Importers allow you to load code written to packages by PackageExporter. Code is loaded in a hermetic way, using files from the package rather than the normal python import system. This allows for the packaging of PyTorch model code and data so that it can be run on a server or used in the future for transfer learning.

The importer for packages ensures that code in the module can only be loaded from within the package, except for modules explicitly listed as external during export. The file extern_modules in the zip archive lists all the modules that a package externally depends on. This prevents “implicit” dependencies where the package runs locally because it is importing a locally-installed package, but then fails when the package is copied to another machine.

__init__(file_or_buffer, module_allowed=<function PackageImporter.<lambda>>)[source]

Open file_or_buffer for importing. This checks that the imported package only requires modules allowed by module_allowed

Parameters
  • file_or_buffer – a file-like object (has to implement read(), readline(), tell(), and seek()), a string, or an os.PathLike object containing a filename.

  • module_allowed (Callable[[str], bool], optional) – A method to determine if a externally provided module should be allowed. Can be used to ensure packages loaded do not depend on modules that the server does not support. Defaults to allowing anything.

Raises

ImportError – If the package will use a disallowed module.

file_structure(*, include='**', exclude=())[source]

Returns a file structure representation of package’s zipfile.

Parameters
  • include (Union[List[str], str]) – An optional string e.g. "my_package.my_subpackage", or optional list of strings for the names of the files to be inluded in the zipfile representation. This can also be a glob-style pattern, as described in PackageExporter.mock()

  • exclude (Union[List[str], str]) – An optional pattern that excludes files whose name match the pattern.

Returns

Directory

id()[source]

Returns internal identifier that torch.package uses to distinguish PackageImporter instances. Looks like:

<torch_package_0>
import_module(name, package=None)[source]

Load a module from the package if it hasn’t already been loaded, and then return the module. Modules are loaded locally to the importer and will appear in self.modules rather than sys.modules.

Parameters
  • name (str) – Fully qualified name of the module to load.

  • package ([type], optional) – Unused, but present to match the signature of importlib.import_module. Defaults to None.

Returns

The (possibly already) loaded module.

Return type

types.ModuleType

load_binary(package, resource)[source]

Load raw bytes.

Parameters
  • package (str) – The name of module package (e.g. "my_package.my_subpackage").

  • resource (str) – The unique name for the resource.

Returns

The loaded data.

Return type

bytes

load_pickle(package, resource, map_location=None)[source]

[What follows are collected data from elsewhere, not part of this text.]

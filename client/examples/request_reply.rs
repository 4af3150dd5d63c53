use std::time::Duration;

use bytes::Bytes;
use flexi_logger::{colored_detailed_format, Logger};
use mqmeter_client::{
    common::transport::{memory::MemoryTransport, ConnectionProperties},
    config::*,
    responder::{ReplyMode, Responder, ResponderOptions},
    Sampler,
};

#[tokio::main]
async fn main() -> anyhow::Result<()> {
    // logger init
    Logger::try_with_str("debug")?
        .format(colored_detailed_format)
        .start()?;

    let transport = MemoryTransport::builder("QM1")
        .queue("DEV.QUEUE.1")
        .queue("DEV.QUEUE.2")
        .build();
    let responder = Responder::start(
        &transport,
        &ConnectionProperties::default(),
        ResponderOptions::new("QM1", "DEV.QUEUE.1", "DEV.QUEUE.2")
            .reply_mode(ReplyMode::CorrelationId)
            .delay(Duration::from_millis(20)),
        |request: &[u8]| Bytes::from(request.to_ascii_uppercase()),
    )
    .await?;

    let mut params: Parameters = Sampler::<MemoryTransport>::default_parameters()
        .into_iter()
        .collect();
    params
        .set(PARAMETER_MQ_MANAGER, "QM1")
        .set(PARAMETER_MQ_QUEUE_RQST, "DEV.QUEUE.1")
        .set(PARAMETER_MQ_QUEUE_RSPS, "DEV.QUEUE.2")
        .set(PARAMETER_MQ_CORRELATE_RSPS_MSG, "correlationId")
        .set(PARAMETER_MQ_WAIT_INTERVAL, "1000")
        .set(PARAMETER_MQ_HOSTNAME, "localhost")
        .set(PARAMETER_MQ_PORT, "1414")
        .set(PARAMETER_MQ_CHANNEL, "DEV.APP.SVRCONN")
        .set(PARAMETER_MQ_ENCODING_MESSAGE, "UTF-8")
        .set(PARAMETER_MQ_MESSAGE, "hello, world");

    let sampler = Sampler::open(transport, &params)?;
    for _ in 0..3 {
        let result = sampler.run_test(&params).await;
        println!("{}", serde_json::to_string(&result)?);
    }
    sampler.close();
    println!("responder sent {} replies", responder.stop().await);
    Ok(())
}
use log::{error, trace};
use tokio::task::JoinHandle;

/// await a spawned task, `None` if it panicked or was aborted
pub async fn wait<T>(handle: JoinHandle<T>, label: &str) -> Option<T> {
    match handle.await {
        Ok(output) => {
            trace!("{label} task exit successfully");
            Some(output)
        }
        Err(e) => {
            error!("{label} task panic: {e}");
            None
        }
    }
}
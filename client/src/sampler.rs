use log::{info, warn};
use mqmeter_common::transport::Transport;

use crate::{
    config::{self, connection_properties, ExchangeConfig, Parameters},
    exchange::ExchangeRunner,
    outcome::{ExchangeOutcome, SampleResult},
};

/// One virtual user of a load test.
///
/// Connection properties are resolved once in [`Sampler::open`], every
/// [`Sampler::run_test`] is a full connect / exchange / disconnect cycle.
pub struct Sampler<T> {
    runner: ExchangeRunner<T>,
}

impl<T: Transport> Sampler<T> {
    /// parameter names and placeholder values offered to the harness
    pub fn default_parameters() -> Vec<(&'static str, &'static str)> {
        config::default_parameters()
    }

    pub fn open(transport: T, params: &Parameters) -> config::Result<Self> {
        let properties = connection_properties(params)?;
        info!(
            "MQ Manager properties are hostname: {} port: {} channel: {}",
            properties.host, properties.port, properties.channel
        );
        Ok(Self {
            runner: ExchangeRunner::new(transport, properties),
        })
    }

    pub async fn run_test(&self, params: &Parameters) -> SampleResult {
        let config = ExchangeConfig::from_parameters(params);
        let result = SampleResult::start(&config.message);
        let outcome = self.runner.execute(&config).await;
        if let ExchangeOutcome::Failure { message, .. } = &outcome {
            warn!("{message}");
        }
        result.finish(&outcome)
    }

    /// nothing is held between iterations
    pub fn close(self) {
        info!("sampler closed");
    }
}

#[cfg(test)]
mod tests {
    use std::time::Duration;

    use bytes::Bytes;
    use mqmeter_common::transport::{memory::MemoryTransport, ConnectionProperties};

    use crate::{
        config::*,
        outcome::NO_RESPONSE_REQUIRED,
        responder::{Responder, ResponderOptions},
    };

    use super::*;

    fn params(reply_queue: &str) -> Parameters {
        [
            (PARAMETER_MQ_MANAGER, "QM1"),
            (PARAMETER_MQ_QUEUE_RQST, "DEV.QUEUE.1"),
            (PARAMETER_MQ_QUEUE_RSPS, reply_queue),
            (PARAMETER_MQ_CORRELATE_RSPS_MSG, "messageId"),
            (PARAMETER_MQ_WAIT_INTERVAL, "2000"),
            (PARAMETER_MQ_HOSTNAME, "localhost"),
            (PARAMETER_MQ_PORT, "1414"),
            (PARAMETER_MQ_CHANNEL, "DEV.APP.SVRCONN"),
            (PARAMETER_MQ_USER_ID, "app"),
            (PARAMETER_MQ_USER_PASSWORD, "passw0rd"),
            (PARAMETER_MQ_ENCODING_MESSAGE, "UTF-8"),
            (PARAMETER_MQ_MESSAGE, "ping"),
        ]
        .into_iter()
        .collect()
    }

    fn transport() -> MemoryTransport {
        MemoryTransport::builder("QM1")
            .queue("DEV.QUEUE.1")
            .queue("DEV.QUEUE.2")
            .credentials("app", "passw0rd")
            .build()
    }

    #[tokio::test(start_paused = true)]
    async fn run_test_reports_reply() {
        let transport = transport();
        let props = ConnectionProperties {
            user_id: Some("app".to_string()),
            password: Some("passw0rd".to_string()),
            ..Default::default()
        };
        let responder = Responder::start(
            &transport,
            &props,
            ResponderOptions::new("QM1", "DEV.QUEUE.1", "DEV.QUEUE.2")
                .delay(Duration::from_millis(50)),
            |_: &[u8]| Bytes::from_static(b"pong"),
        )
        .await
        .unwrap();

        let params = params("DEV.QUEUE.2");
        let sampler = Sampler::open(transport.clone(), &params).unwrap();
        for _ in 0..3 {
            let result = sampler.run_test(&params).await;
            assert!(result.successful, "{result:?}");
            assert_eq!(result.response_code, "OK");
            assert_eq!(result.response_data, "pong");
            assert_eq!(result.sampler_data, "ping");
            assert!(result.elapsed_ms >= 50);
        }
        sampler.close();

        assert_eq!(responder.stop().await, 3);
        assert_eq!(transport.connects(), 4);
        assert_eq!(transport.releases(), 4);
    }

    #[tokio::test]
    async fn run_test_without_reply_queue() {
        let transport = transport();
        let params = params("");
        let sampler = Sampler::open(transport.clone(), &params).unwrap();
        let result = sampler.run_test(&params).await;
        assert!(result.successful);
        assert_eq!(result.response_data, NO_RESPONSE_REQUIRED);
        assert_eq!(transport.depth("DEV.QUEUE.1"), Some(1));
    }

    #[tokio::test]
    async fn run_test_reports_failure() {
        let transport = transport();
        let mut params = params("");
        params.set(PARAMETER_MQ_USER_PASSWORD, "wrong");
        let sampler = Sampler::open(transport.clone(), &params).unwrap();
        let result = sampler.run_test(&params).await;
        assert!(!result.successful);
        assert_eq!(result.response_code, "500");
        assert!(result
            .response_message
            .ends_with("MQ Reason Code: MQRC_NOT_AUTHORIZED"));
        assert!(result.response_data.starts_with("connect failed"));
        assert_eq!(transport.connects(), 0);
    }

    #[test]
    fn open_rejects_placeholder_port() {
        let mut params = params("");
        params.set(PARAMETER_MQ_PORT, "${MQ_PORT}");
        let err = Sampler::open(transport(), &params).err().unwrap();
        assert!(matches!(err, Error::InvalidPort { .. }));
    }

    #[test]
    fn declares_default_parameters() {
        let names: Vec<_> = Sampler::<MemoryTransport>::default_parameters()
            .into_iter()
            .map(|(name, _)| name)
            .collect();
        assert_eq!(names.first(), Some(&PARAMETER_MQ_MANAGER));
        assert_eq!(names.last(), Some(&PARAMETER_MQ_MESSAGE));
    }
}
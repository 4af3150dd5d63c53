use std::{
    fs::File,
    io::{BufWriter, Write},
    path::{Path, PathBuf},
    sync::Arc,
    time::Duration,
};

use bytes::Bytes;
use clap::Parser;
use flexi_logger::{detailed_format, Logger};
use futures::{future::join_all, StreamExt};
use log::{info, warn};
use mqmeter_client::{
    config::*,
    outcome::SampleResult,
    responder::{ReplyMode, Responder, ResponderOptions},
    Sampler,
};
use mqmeter_common::{helper::wait, transport::memory::MemoryTransport};
use signal_hook::consts::{SIGINT, SIGQUIT, SIGTERM};
use signal_hook_tokio::Signals;
use tokio::time::Instant;
use tokio_util::sync::CancellationToken;

/// Request/reply load test against an in-process queue manager.
///
/// The queue manager named by --manager is created inside this process with
/// the request and reply queues defined. --hostname, --port and --channel are
/// only validated, carried into the connection properties and logged; no
/// network connection is made. Queues hold at most 5000 messages, further
/// puts fail with MQRC_Q_FULL.
#[derive(clap::Parser)]
#[command(version)]
struct Args {
    #[arg(long, default_value = "QM1", env = "MQ_MANAGER")]
    manager: String,
    #[arg(long, default_value = "DEV.QUEUE.1", env = "MQ_QUEUE_RQST")]
    request_queue: String,
    /// leave empty to only publish
    #[arg(long, default_value = "", env = "MQ_QUEUE_RSPS")]
    reply_queue: String,
    /// messageId or correlationId
    #[arg(long, default_value = "", env = "MQ_CORRELATE_RSPS_MSG")]
    correlate: String,
    /// milliseconds to wait for the reply
    #[arg(long, default_value = "", env = "MQ_WAIT_INTERVAL")]
    wait_interval: String,
    /// logged only, the queue manager runs in process
    #[arg(long, default_value = "localhost", env = "MQ_HOSTNAME")]
    hostname: String,
    /// must be a valid port number, logged only
    #[arg(long, default_value = "1414", env = "MQ_PORT")]
    port: String,
    /// logged only
    #[arg(long, default_value = "DEV.APP.SVRCONN", env = "MQ_CHANNEL")]
    channel: String,
    #[arg(long, default_value = "", env = "MQ_USER_ID")]
    user_id: String,
    #[arg(long, default_value = "", env = "MQ_USER_PASSWORD", hide_env_values = true)]
    password: String,
    #[arg(long, default_value = "UTF-8", env = "MQ_ENCODING_MESSAGE")]
    encoding: String,
    #[arg(short, long, default_value = "hello", env = "MQ_MESSAGE")]
    message: String,
    /// virtual users
    #[arg(short, long, default_value_t = 1)]
    threads: usize,
    /// iterations per virtual user, 0 runs until stopped
    #[arg(short = 'n', long, default_value_t = 1)]
    loops: u64,
    #[arg(short, long, default_value = "info", env = "MQ_LOG_LEVEL")]
    log_level: String,
    /// write every sample result as a JSON line
    #[arg(short, long)]
    output: Option<PathBuf>,
    /// answer requests from the request queue on the reply queue
    #[arg(long)]
    echo: bool,
    /// milliseconds the echo responder waits before replying
    #[arg(long, default_value_t = 0)]
    reply_delay: u64,
}

impl Args {
    fn parameters(&self) -> Parameters {
        let mut params = Parameters::new();
        params
            .set(PARAMETER_MQ_MANAGER, &self.manager)
            .set(PARAMETER_MQ_QUEUE_RQST, &self.request_queue)
            .set(PARAMETER_MQ_QUEUE_RSPS, &self.reply_queue)
            .set(PARAMETER_MQ_CORRELATE_RSPS_MSG, &self.correlate)
            .set(PARAMETER_MQ_WAIT_INTERVAL, &self.wait_interval)
            .set(PARAMETER_MQ_HOSTNAME, &self.hostname)
            .set(PARAMETER_MQ_PORT, &self.port)
            .set(PARAMETER_MQ_CHANNEL, &self.channel)
            .set(PARAMETER_MQ_USER_ID, &self.user_id)
            .set(PARAMETER_MQ_USER_PASSWORD, &self.password)
            .set(PARAMETER_MQ_ENCODING_MESSAGE, &self.encoding)
            .set(PARAMETER_MQ_MESSAGE, &self.message);
        params
    }

    /// in-process queue manager holding the configured queues
    fn loopback(&self) -> MemoryTransport {
        // no access log, runs may be unbounded
        let mut builder = MemoryTransport::builder(&self.manager)
            .queue(&self.request_queue)
            .access_log(0);
        if !self.reply_queue.is_empty() {
            builder = builder.queue(&self.reply_queue);
        }
        if !self.user_id.is_empty() && !self.password.is_empty() {
            builder = builder.credentials(&self.user_id, &self.password);
        }
        builder.build()
    }
}

fn main() -> anyhow::Result<()> {
    // parse command line args
    let args = Args::parse();
    // logger init
    let _logger = Logger::try_with_str(&args.log_level)?
        .format(detailed_format)
        .start()?;

    let results = run(&args)?;
    if let Some(path) = &args.output {
        write_results(path, &results.samples)?;
    }
    println!("{results}");
    Ok(())
}

#[tokio::main]
async fn run(args: &Args) -> anyhow::Result<Summary> {
    let params = Arc::new(args.parameters());
    let transport = args.loopback();

    let responder = match (args.echo, args.reply_queue.is_empty()) {
        (false, _) => None,
        (true, true) => {
            warn!("no reply queue configured, echo responder not started");
            None
        }
        (true, false) => Some(start_responder(args, &transport, &params).await?),
    };

    let token = CancellationToken::new();
    let mut signals = Signals::new([SIGINT, SIGTERM, SIGQUIT])?;
    let handle = signals.handle();
    let stop = token.clone();
    let signal_task = tokio::spawn(async move {
        if signals.next().await.is_some() {
            info!("stop requested, finishing current iterations");
            stop.cancel();
        }
    });

    let started = Instant::now();
    let mut users = Vec::with_capacity(args.threads);
    for _ in 0..args.threads {
        let sampler = Sampler::open(transport.clone(), &params)?;
        users.push(tokio::spawn(virtual_user(
            sampler,
            params.clone(),
            args.loops,
            token.child_token(),
        )));
    }
    let samples = join_all(users.into_iter().enumerate().map(|(i, user)| async move {
        let label = format!("virtual user {i}");
        wait(user, &label).await.unwrap_or_default()
    }))
    .await
    .into_iter()
    .flatten()
    .collect::<Vec<_>>();
    let wall = started.elapsed();

    handle.close();
    wait(signal_task, "signal").await;
    if let Some(responder) = responder {
        let served = responder.stop().await;
        info!("echo responder sent {served} replies");
    }
    Ok(Summary::new(samples, wall))
}

async fn start_responder(
    args: &Args,
    transport: &MemoryTransport,
    params: &Parameters,
) -> anyhow::Result<Responder> {
    let reply_mode = match CorrelationMode::parse(&args.correlate) {
        CorrelationMode::CorrelationId => ReplyMode::CorrelationId,
        _ => ReplyMode::MessageId,
    };
    let options = ResponderOptions::new(&args.manager, &args.request_queue, &args.reply_queue)
        .reply_mode(reply_mode)
        .delay(Duration::from_millis(args.reply_delay));
    let responder = Responder::start(
        transport,
        &connection_properties(params)?,
        options,
        |request: &[u8]| Bytes::copy_from_slice(request),
    )
    .await?;
    info!("echo responder started on {}", args.request_queue);
    Ok(responder)
}

async fn virtual_user(
    sampler: Sampler<MemoryTransport>,
    params: Arc<Parameters>,
    loops: u64,
    token: CancellationToken,
) -> Vec<SampleResult> {
    let mut samples = Vec::new();
    let mut iteration = 0;
    while (loops == 0 || iteration < loops) && !token.is_cancelled() {
        samples.push(sampler.run_test(&params).await);
        iteration += 1;
    }
    sampler.close();
    samples
}

fn write_results(path: &Path, samples: &[SampleResult]) -> anyhow::Result<()> {
    let mut out = BufWriter::new(File::create(path)?);
    for sample in samples {
        serde_json::to_writer(&mut out, sample)?;
        out.write_all(b"\n")?;
    }
    out.flush()?;
    Ok(())
}

struct Summary {
    samples: Vec<SampleResult>,
    wall: Duration,
}

impl Summary {
    fn new(samples: Vec<SampleResult>, wall: Duration) -> Self {
        Self { samples, wall }
    }

    fn errors(&self) -> usize {
        self.samples.iter().filter(|s| !s.successful).count()
    }

    /// (min, avg, max) elapsed milliseconds
    fn elapsed_ms(&self) -> Option<(u128, u128, u128)> {
        let elapsed = self.samples.iter().map(|s| s.elapsed_ms);
        let min = elapsed.clone().min()?;
        let max = elapsed.clone().max()?;
        let avg = elapsed.sum::<u128>() / self.samples.len() as u128;
        Some((min, avg, max))
    }

    fn throughput(&self) -> f64 {
        let secs = self.wall.as_secs_f64();
        if secs == 0.0 {
            return 0.0;
        }
        self.samples.len() as f64 / secs
    }
}

impl std::fmt::Display for Summary {
    fn fmt(&self, f: &mut std::fmt::Formatter<'_>) -> std::fmt::Result {
        write!(
            f,
            "samples: {}, errors: {}",
            self.samples.len(),
            self.errors()
        )?;
        if let Some((min, avg, max)) = self.elapsed_ms() {
            write!(f, ", elapsed ms min/avg/max: {min}/{avg}/{max}")?;
        }
        write!(f, ", throughput: {:.2}/s", self.throughput())
    }
}
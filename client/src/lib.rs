pub mod config;
pub mod encoding;
pub mod exchange;
pub mod outcome;
pub mod responder;
pub mod sampler;

pub use exchange::ExchangeRunner;
pub use mqmeter_common as common;
pub use sampler::Sampler;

Unpickles the resource from the package, loading any modules that are needed to construct the objects using import_module().

Parameters
  • package (str) – The name of module package (e.g. "my_package.my_subpackage").

  • resource (str) – The unique name for the resource.

  • map_location – Passed to torch.load to determine how tensors are mapped to devices. Defaults to None.

Returns

The unpickled object.

Return type

Any

load_text(package, resource, encoding='utf-8', errors='strict')[source]

Load a string.

Parameters
  • package (str) – The name of module package (e.g. "my_package.my_subpackage").

  • resource (str) – The unique name for the resource.

  • encoding (str, optional) – Passed to decode. Defaults to 'utf-8'.

  • errors (str, optional) – Passed to decode. Defaults to 'strict'.

Returns

The loaded text.

Return type

str

class torch.package.Directory(name, is_dir)[source]

A file structure representation. Organized as Directory nodes that have lists of their Directory children. Directories for a package are created by calling PackageImporter.file_structure().

has_file(filename)[source]

Checks if a file is present in a Directory.

Parameters

filename (str) – Path of file to search for.

Returns

If a Directory contains the specified file.